Missouri lawmakers OK checks on COVID business closures
COLUMBIA — Extended business closures by local health departments, as seen earlier in the coronavirus pandemic, would require city council approval under a bill passed Thursday by the Missouri House.
Primarily Republican lawmakers, particularly incensed by frequent business restrictions enacted in St. Louis and St. Louis County to stem the spread of COVID-19, want health officials to get buy in from elected local governing bodies before shutting down stores.
The legislation, passed 115-44, would still allow local health directors to close businesses, schools and churches, but only for 15 days at a time. After that, they would need approval from the city council or other local governing boards to extend closures.
The threshold for keeping businesses closed would increase over time. Eventually, it would require unanimous approval from the local governing body to extend closures for up to 10 more days at a time.
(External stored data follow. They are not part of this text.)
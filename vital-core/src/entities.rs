//! Core entity structures
//!
//! Every entity is owned by exactly one user and immutable once logged, apart
//! from the update paths the API exposes. The aggregation engine only reads.

use crate::{
    new_entity_id, AssessmentId, EntryId, ExerciseId, ExerciseType, HabitId, LogId, MeasurementId,
    RecordId, Sex, TemplateId, Timestamp, UserId, WorkoutId,
};
use chrono::{NaiveDate, Utc};
use serde::{Deserialize, Serialize};

/// Habit - a recurring behavior the user tracks daily.
#[derive(Debug, Clone, PartialEq, Serialize, Deserialize)]
#[cfg_attr(feature = "openapi", derive(utoipa::ToSchema))]
pub struct Habit {
    #[cfg_attr(feature = "openapi", schema(value_type = String, format = "uuid"))]
    pub habit_id: HabitId,
    #[cfg_attr(feature = "openapi", schema(value_type = String, format = "uuid"))]
    pub user_id: UserId,
    pub name: String,
    /// Free-form grouping, e.g. "health" or "study".
    pub category: String,
    /// Target cadence description, e.g. "daily" or "3x per week".
    pub target_frequency: String,
    #[cfg_attr(feature = "openapi", schema(value_type = String, format = "date-time"))]
    pub created_at: Timestamp,
}

impl Habit {
    /// Create a new habit owned by `user_id`.
    pub fn new(user_id: UserId, name: &str, category: &str, target_frequency: &str) -> Self {
        Self {
            habit_id: new_entity_id(),
            user_id,
            name: name.to_string(),
            category: category.to_string(),
            target_frequency: target_frequency.to_string(),
            created_at: Utc::now(),
        }
    }
}

/// HabitLog - one daily check-in for a habit.
///
/// Uniqueness invariant: at most one log per (user, habit, calendar day),
/// enforced by the store on insert.
#[derive(Debug, Clone, PartialEq, Serialize, Deserialize)]
#[cfg_attr(feature = "openapi", derive(utoipa::ToSchema))]
pub struct HabitLog {
    #[cfg_attr(feature = "openapi", schema(value_type = String, format = "uuid"))]
    pub log_id: LogId,
    #[cfg_attr(feature = "openapi", schema(value_type = String, format = "uuid"))]
    pub habit_id: HabitId,
    #[cfg_attr(feature = "openapi", schema(value_type = String, format = "uuid"))]
    pub user_id: UserId,
    #[cfg_attr(feature = "openapi", schema(value_type = String, format = "date"))]
    pub date: NaiveDate,
    pub completed: bool,
    /// Optional measured quantity, e.g. liters of water.
    pub value: Option<f64>,
}

impl HabitLog {
    /// Create a new log for `habit_id` on `date`.
    pub fn new(user_id: UserId, habit_id: HabitId, date: NaiveDate, completed: bool) -> Self {
        Self {
            log_id: new_entity_id(),
            habit_id,
            user_id,
            date,
            completed,
            value: None,
        }
    }

    /// Attach a measured value.
    pub fn with_value(mut self, value: f64) -> Self {
        self.value = Some(value);
        self
    }
}

/// Workout - a logged training session.
///
/// The exercise payload is opaque JSON; only the count and the calendar date
/// of `occurred_at` fall within engine scope.
#[derive(Debug, Clone, PartialEq, Serialize, Deserialize)]
#[cfg_attr(feature = "openapi", derive(utoipa::ToSchema))]
pub struct Workout {
    #[cfg_attr(feature = "openapi", schema(value_type = String, format = "uuid"))]
    pub workout_id: WorkoutId,
    #[cfg_attr(feature = "openapi", schema(value_type = String, format = "uuid"))]
    pub user_id: UserId,
    pub title: String,
    #[cfg_attr(feature = "openapi", schema(value_type = String, format = "date-time"))]
    pub occurred_at: Timestamp,
    /// Exercises with sets, reps and load.
    #[cfg_attr(feature = "openapi", schema(value_type = Object))]
    pub exercises: serde_json::Value,
    /// Perceived session quality, 1 (worst) to 5 (best).
    pub feeling: i16,
    pub comments: String,
}

impl Workout {
    /// Create a new workout at `occurred_at`.
    pub fn new(user_id: UserId, title: &str, occurred_at: Timestamp) -> Self {
        Self {
            workout_id: new_entity_id(),
            user_id,
            title: title.to_string(),
            occurred_at,
            exercises: serde_json::Value::Array(Vec::new()),
            feeling: 3,
            comments: String::new(),
        }
    }

    /// Attach the exercise payload.
    pub fn with_exercises(mut self, exercises: serde_json::Value) -> Self {
        self.exercises = exercises;
        self
    }

    /// Set the perceived session quality.
    pub fn with_feeling(mut self, feeling: i16) -> Self {
        self.feeling = feeling;
        self
    }

    /// Calendar date of the session.
    pub fn date(&self) -> NaiveDate {
        self.occurred_at.date_naive()
    }
}

/// WorkoutTemplate - a reusable workout structure, e.g. "Workout A - Chest".
///
/// The exercise payload mirrors [`Workout::exercises`]: opaque JSON with the
/// planned exercises, sets, reps and load.
#[derive(Debug, Clone, PartialEq, Serialize, Deserialize)]
#[cfg_attr(feature = "openapi", derive(utoipa::ToSchema))]
pub struct WorkoutTemplate {
    #[cfg_attr(feature = "openapi", schema(value_type = String, format = "uuid"))]
    pub template_id: TemplateId,
    #[cfg_attr(feature = "openapi", schema(value_type = String, format = "uuid"))]
    pub user_id: UserId,
    pub name: String,
    #[cfg_attr(feature = "openapi", schema(value_type = Object))]
    pub exercises: serde_json::Value,
    #[cfg_attr(feature = "openapi", schema(value_type = String, format = "date-time"))]
    pub created_at: Timestamp,
}

impl WorkoutTemplate {
    /// Create a new template owned by `user_id`.
    pub fn new(user_id: UserId, name: &str) -> Self {
        Self {
            template_id: new_entity_id(),
            user_id,
            name: name.to_string(),
            exercises: serde_json::Value::Array(Vec::new()),
            created_at: Utc::now(),
        }
    }

    /// Attach the planned exercise payload.
    pub fn with_exercises(mut self, exercises: serde_json::Value) -> Self {
        self.exercises = exercises;
        self
    }
}

/// Exercise - one entry in the exercise library.
///
/// An `owner` of `None` marks a standard exercise every user can see; users
/// add their own entries alongside. Uniqueness: one name per owner.
#[derive(Debug, Clone, PartialEq, Serialize, Deserialize)]
#[cfg_attr(feature = "openapi", derive(utoipa::ToSchema))]
pub struct Exercise {
    #[cfg_attr(feature = "openapi", schema(value_type = String, format = "uuid"))]
    pub exercise_id: ExerciseId,
    /// Owning user, or `None` for a public standard exercise.
    #[cfg_attr(feature = "openapi", schema(value_type = Option<String>, format = "uuid"))]
    pub owner: Option<UserId>,
    pub name: String,
    pub exercise_type: ExerciseType,
    /// Free-form grouping, e.g. "Chest" or "Legs"; empty when unspecified.
    pub muscle_group: String,
}

impl Exercise {
    /// Create a new library entry.
    pub fn new(owner: Option<UserId>, name: &str, exercise_type: ExerciseType) -> Self {
        Self {
            exercise_id: new_entity_id(),
            owner,
            name: name.to_string(),
            exercise_type,
            muscle_group: String::new(),
        }
    }

    /// Set the muscle group label.
    pub fn with_muscle_group(mut self, muscle_group: &str) -> Self {
        self.muscle_group = muscle_group.to_string();
        self
    }

    /// Whether the entry is part of the shared standard library.
    pub fn is_public(&self) -> bool {
        self.owner.is_none()
    }

    /// Whether `user_id` may see this entry: their own rows plus the public
    /// library.
    pub fn visible_to(&self, user_id: UserId) -> bool {
        match self.owner {
            Some(owner) => owner == user_id,
            None => true,
        }
    }
}

/// PersonalRecord - one PR entry for an exercise.
///
/// Multiple entries share an `exercise_name` per user; "best" is the maximum
/// weight per (user, exercise_name).
#[derive(Debug, Clone, PartialEq, Serialize, Deserialize)]
#[cfg_attr(feature = "openapi", derive(utoipa::ToSchema))]
pub struct PersonalRecord {
    #[cfg_attr(feature = "openapi", schema(value_type = String, format = "uuid"))]
    pub record_id: RecordId,
    #[cfg_attr(feature = "openapi", schema(value_type = String, format = "uuid"))]
    pub user_id: UserId,
    /// Exact exercise name, case-sensitive. No normalization is applied.
    pub exercise_name: String,
    pub weight_kg: f64,
    /// Rep count the weight was lifted for (1RM, 3RM, ...).
    pub reps: i32,
    #[cfg_attr(feature = "openapi", schema(value_type = String, format = "date"))]
    pub date: NaiveDate,
}

impl PersonalRecord {
    /// Create a new PR entry.
    pub fn new(
        user_id: UserId,
        exercise_name: &str,
        weight_kg: f64,
        reps: i32,
        date: NaiveDate,
    ) -> Self {
        Self {
            record_id: new_entity_id(),
            user_id,
            exercise_name: exercise_name.to_string(),
            weight_kg,
            reps,
            date,
        }
    }
}

/// BodyMeasurement - one dated body composition sample.
///
/// Invariant: `weight_kg` is required and strictly positive; the write path
/// rejects anything else. Muscle mass and fat percentage are optional.
#[derive(Debug, Clone, PartialEq, Serialize, Deserialize)]
#[cfg_attr(feature = "openapi", derive(utoipa::ToSchema))]
pub struct BodyMeasurement {
    #[cfg_attr(feature = "openapi", schema(value_type = String, format = "uuid"))]
    pub measurement_id: MeasurementId,
    #[cfg_attr(feature = "openapi", schema(value_type = String, format = "uuid"))]
    pub user_id: UserId,
    #[cfg_attr(feature = "openapi", schema(value_type = String, format = "date"))]
    pub date: NaiveDate,
    pub weight_kg: f64,
    pub muscle_mass_kg: Option<f64>,
    pub fat_percentage: Option<f64>,
    pub notes: String,
}

impl BodyMeasurement {
    /// Create a new measurement for `date`.
    pub fn new(user_id: UserId, date: NaiveDate, weight_kg: f64) -> Self {
        Self {
            measurement_id: new_entity_id(),
            user_id,
            date,
            weight_kg,
            muscle_mass_kg: None,
            fat_percentage: None,
            notes: String::new(),
        }
    }

    /// Attach muscle mass in kilograms.
    pub fn with_muscle_mass(mut self, muscle_mass_kg: f64) -> Self {
        self.muscle_mass_kg = Some(muscle_mass_kg);
        self
    }

    /// Attach body fat percentage.
    pub fn with_fat_percentage(mut self, fat_percentage: f64) -> Self {
        self.fat_percentage = Some(fat_percentage);
        self
    }
}

/// JournalEntry - a dated free-form journal note with a mood rating.
#[derive(Debug, Clone, PartialEq, Serialize, Deserialize)]
#[cfg_attr(feature = "openapi", derive(utoipa::ToSchema))]
pub struct JournalEntry {
    #[cfg_attr(feature = "openapi", schema(value_type = String, format = "uuid"))]
    pub entry_id: EntryId,
    #[cfg_attr(feature = "openapi", schema(value_type = String, format = "uuid"))]
    pub user_id: UserId,
    #[cfg_attr(feature = "openapi", schema(value_type = String, format = "date-time"))]
    pub created_at: Timestamp,
    pub content: String,
    /// Mood rating, 1 (worst) to 5 (best).
    pub mood: i16,
}

impl JournalEntry {
    /// Create a new journal entry timestamped now.
    pub fn new(user_id: UserId, content: &str, mood: i16) -> Self {
        Self {
            entry_id: new_entity_id(),
            user_id,
            created_at: Utc::now(),
            content: content.to_string(),
            mood,
        }
    }
}

/// LifeAssessment - a "wheel of life" snapshot, eight 1-10 area scores.
#[derive(Debug, Clone, PartialEq, Serialize, Deserialize)]
#[cfg_attr(feature = "openapi", derive(utoipa::ToSchema))]
pub struct LifeAssessment {
    #[cfg_attr(feature = "openapi", schema(value_type = String, format = "uuid"))]
    pub assessment_id: AssessmentId,
    #[cfg_attr(feature = "openapi", schema(value_type = String, format = "uuid"))]
    pub user_id: UserId,
    #[cfg_attr(feature = "openapi", schema(value_type = String, format = "date"))]
    pub date: NaiveDate,
    pub health_score: i16,
    pub career_score: i16,
    pub financial_score: i16,
    pub social_score: i16,
    pub family_score: i16,
    pub love_score: i16,
    pub spiritual_score: i16,
    pub intellectual_score: i16,
    pub notes: String,
}

/// UserProfile - the Profile collaborator supplying BMI/BMR inputs.
///
/// Every field the derived metrics depend on is optional; absence degrades
/// those metrics to null, never an error.
#[derive(Debug, Clone, PartialEq, Serialize, Deserialize)]
#[cfg_attr(feature = "openapi", derive(utoipa::ToSchema))]
pub struct UserProfile {
    #[cfg_attr(feature = "openapi", schema(value_type = String, format = "uuid"))]
    pub user_id: UserId,
    pub height_cm: Option<f64>,
    #[cfg_attr(feature = "openapi", schema(value_type = Option<String>, format = "date"))]
    pub birth_date: Option<NaiveDate>,
    pub sex: Option<Sex>,
    #[cfg_attr(feature = "openapi", schema(value_type = String, format = "date-time"))]
    pub created_at: Timestamp,
    #[cfg_attr(feature = "openapi", schema(value_type = String, format = "date-time"))]
    pub updated_at: Timestamp,
}

impl UserProfile {
    /// Create an empty profile for `user_id`.
    pub fn new(user_id: UserId) -> Self {
        let now = Utc::now();
        Self {
            user_id,
            height_cm: None,
            birth_date: None,
            sex: None,
            created_at: now,
            updated_at: now,
        }
    }

    /// Set height in centimeters.
    pub fn with_height(mut self, height_cm: f64) -> Self {
        self.height_cm = Some(height_cm);
        self
    }

    /// Set birth date.
    pub fn with_birth_date(mut self, birth_date: NaiveDate) -> Self {
        self.birth_date = Some(birth_date);
        self
    }

    /// Set sex.
    pub fn with_sex(mut self, sex: Sex) -> Self {
        self.sex = Some(sex);
        self
    }
}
St. Louis Republican bill sponsor Rep. Jim Murphy said he crafted the bill in response to business owners and citizens who "yelled for help and wanted some say in their lives when it came to how health departments restricted their businesses."
He said his proposal still allows health departments to respond to emergencies but adds oversight and public input on those decisions.
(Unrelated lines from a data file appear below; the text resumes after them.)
//! Identity types for VITAL entities

use chrono::{DateTime, Utc};
use uuid::Uuid;

/// Entity identifier using UUIDv7 for timestamp-sortable IDs.
/// UUIDv7 embeds a Unix timestamp, making IDs naturally sortable by creation time.
pub type EntityId = Uuid;

/// Timestamp type using UTC timezone.
pub type Timestamp = DateTime<Utc>;

/// Owning user of a record. Every entity belongs to exactly one user.
pub type UserId = Uuid;

/// Habit definition identifier.
pub type HabitId = Uuid;

/// Habit log (daily check-in) identifier.
pub type LogId = Uuid;

/// Workout identifier.
pub type WorkoutId = Uuid;

/// Personal record identifier.
pub type RecordId = Uuid;

/// Body measurement identifier.
pub type MeasurementId = Uuid;

/// Journal entry identifier.
pub type EntryId = Uuid;

/// Exercise library entry identifier.
pub type ExerciseId = Uuid;

/// Workout template identifier.
pub type TemplateId = Uuid;

/// Life assessment identifier.
pub type AssessmentId = Uuid;

/// Generate a new UUIDv7 EntityId (timestamp-sortable).
pub fn new_entity_id() -> EntityId {
    Uuid::now_v7()
}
Some Democrats also supported the bill, although others raised concerns about local legislative bodies rather than medical professionals being tasked with oversight of health-related decisions.
The measure now heads to the Senate for consideration.
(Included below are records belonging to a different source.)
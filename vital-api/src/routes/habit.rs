//! Habit REST API Routes

use axum::{
    extract::{Path, State},
    http::StatusCode,
    response::IntoResponse,
    routing::get,
    Json, Router,
};
use uuid::Uuid;
use vital_core::Habit;
use vital_storage::HabitUpdate;

use crate::{
    context::UserContext,
    error::{ApiError, ApiResult},
    state::AppState,
    types::{CreateHabitRequest, HabitListResponse, UpdateHabitRequest},
};

// ============================================================================
// ROUTE HANDLERS
// ============================================================================

/// POST /api/v1/habits - Create a new habit
#[utoipa::path(
    post,
    path = "/api/v1/habits",
    tag = "Habits",
    request_body = CreateHabitRequest,
    responses(
        (status = 201, description = "Habit created", body = Habit),
        (status = 400, description = "Invalid request", body = ApiError),
    ),
)]
pub async fn create_habit(
    State(state): State<AppState>,
    ctx: UserContext,
    Json(req): Json<CreateHabitRequest>,
) -> ApiResult<impl IntoResponse> {
    if req.name.trim().is_empty() {
        return Err(ApiError::missing_field("name"));
    }

    let habit = Habit::new(
        ctx.user_id,
        req.name.trim(),
        req.category.as_deref().unwrap_or("general"),
        req.target_frequency.as_deref().unwrap_or("daily"),
    );
    state.store.habit_insert(&habit)?;

    Ok((StatusCode::CREATED, Json(habit)))
}

/// GET /api/v1/habits - List the user's habits
#[utoipa::path(
    get,
    path = "/api/v1/habits",
    tag = "Habits",
    responses(
        (status = 200, description = "List of habits", body = HabitListResponse),
        (status = 400, description = "Missing user header", body = ApiError),
    ),
)]
pub async fn list_habits(
    State(state): State<AppState>,
    ctx: UserContext,
) -> ApiResult<impl IntoResponse> {
    let habits = state.store.habit_list(ctx.user_id)?;
    let total = habits.len();
    Ok(Json(HabitListResponse { habits, total }))
}

/// GET /api/v1/habits/{id} - Get a habit
#[utoipa::path(
    get,
    path = "/api/v1/habits/{id}",
    tag = "Habits",
    params(("id" = Uuid, Path, description = "Habit ID")),
    responses(
        (status = 200, description = "The habit", body = Habit),
        (status = 404, description = "Habit not found", body = ApiError),
    ),
)]
pub async fn get_habit(
    State(state): State<AppState>,
    ctx: UserContext,
    Path(id): Path<Uuid>,
) -> ApiResult<impl IntoResponse> {
    let habit = state
        .store
        .habit_get(ctx.user_id, id)?
        .ok_or_else(|| ApiError::entity_not_found("Habit", id))?;
    Ok(Json(habit))
}

/// PUT /api/v1/habits/{id} - Update a habit
#[utoipa::path(
    put,
    path = "/api/v1/habits/{id}",
    tag = "Habits",
    params(("id" = Uuid, Path, description = "Habit ID")),
    request_body = UpdateHabitRequest,
    responses(
        (status = 200, description = "Updated habit", body = Habit),
        (status = 404, description = "Habit not found", body = ApiError),
    ),
)]
pub async fn update_habit(
    State(state): State<AppState>,
    ctx: UserContext,
    Path(id): Path<Uuid>,
    Json(req): Json<UpdateHabitRequest>,
) -> ApiResult<impl IntoResponse> {
    if let Some(name) = &req.name {
        if name.trim().is_empty() {
            return Err(ApiError::invalid_input("Habit name cannot be empty"));
        }
    }

    state.store.habit_update(
        ctx.user_id,
        id,
        HabitUpdate {
            name: req.name,
            category: req.category,
            target_frequency: req.target_frequency,
        },
    )?;

    let habit = state
        .store
        .habit_get(ctx.user_id, id)?
        .ok_or_else(|| ApiError::entity_not_found("Habit", id))?;
    Ok(Json(habit))
}

/// DELETE /api/v1/habits/{id} - Delete a habit and its logs
#[utoipa::path(
    delete,
    path = "/api/v1/habits/{id}",
    tag = "Habits",
    params(("id" = Uuid, Path, description = "Habit ID")),
    responses(
        (status = 204, description = "Habit deleted"),
        (status = 404, description = "Habit not found", body = ApiError),
    ),
)]
pub async fn delete_habit(
    State(state): State<AppState>,
    ctx: UserContext,
    Path(id): Path<Uuid>,
) -> ApiResult<impl IntoResponse> {
    state.store.habit_delete(ctx.user_id, id)?;
    Ok(StatusCode::NO_CONTENT)
}

// ============================================================================
// ROUTER
// ============================================================================

/// Build the habit router.
pub fn create_router(state: AppState) -> Router {
    Router::new()
        .route("/", get(list_habits).post(create_habit))
        .route(
            "/:id",
            get(get_habit).put(update_habit).delete(delete_habit),
        )
        .with_state(state)
}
Meanwhile, the state revealed that weeks of public data presented by the Missouri Department of Health and Senior Services that suggests a high rate of COVID-19 vaccinations among multiracial residents is likely inaccurate.
State officials said Wednesday that the earlier data overcounted residents with more than one racial heritage, KCUR reported. As a result, the publicly available information suggesting that more than one-third of multiracial Missourians has received shots is likely wrong. Officials say it's unclear to what extent the overcounting skewed the data.
Health officials say accurate racial breakdowns are critical to understanding if the vaccine is being equitably distributed to minority communities.
Health department spokeswoman Lisa Cox said the state initially hoped to be able to correct the data quickly, "but the more conversations we have with providers, the more we find further complexities of the situation," she told KCUR in an email.
Cox also said the problem appeared to be related to data reported by vaccinators. She said that data shows a higher number of "individuals reported with more than one race" than the state expects.
The state on Thursday reported 530 new confirmed cases of the coronavirus, and three new deaths. Missouri has cited 482,224 confirmed cases and 8,300 deaths since the pandemic began.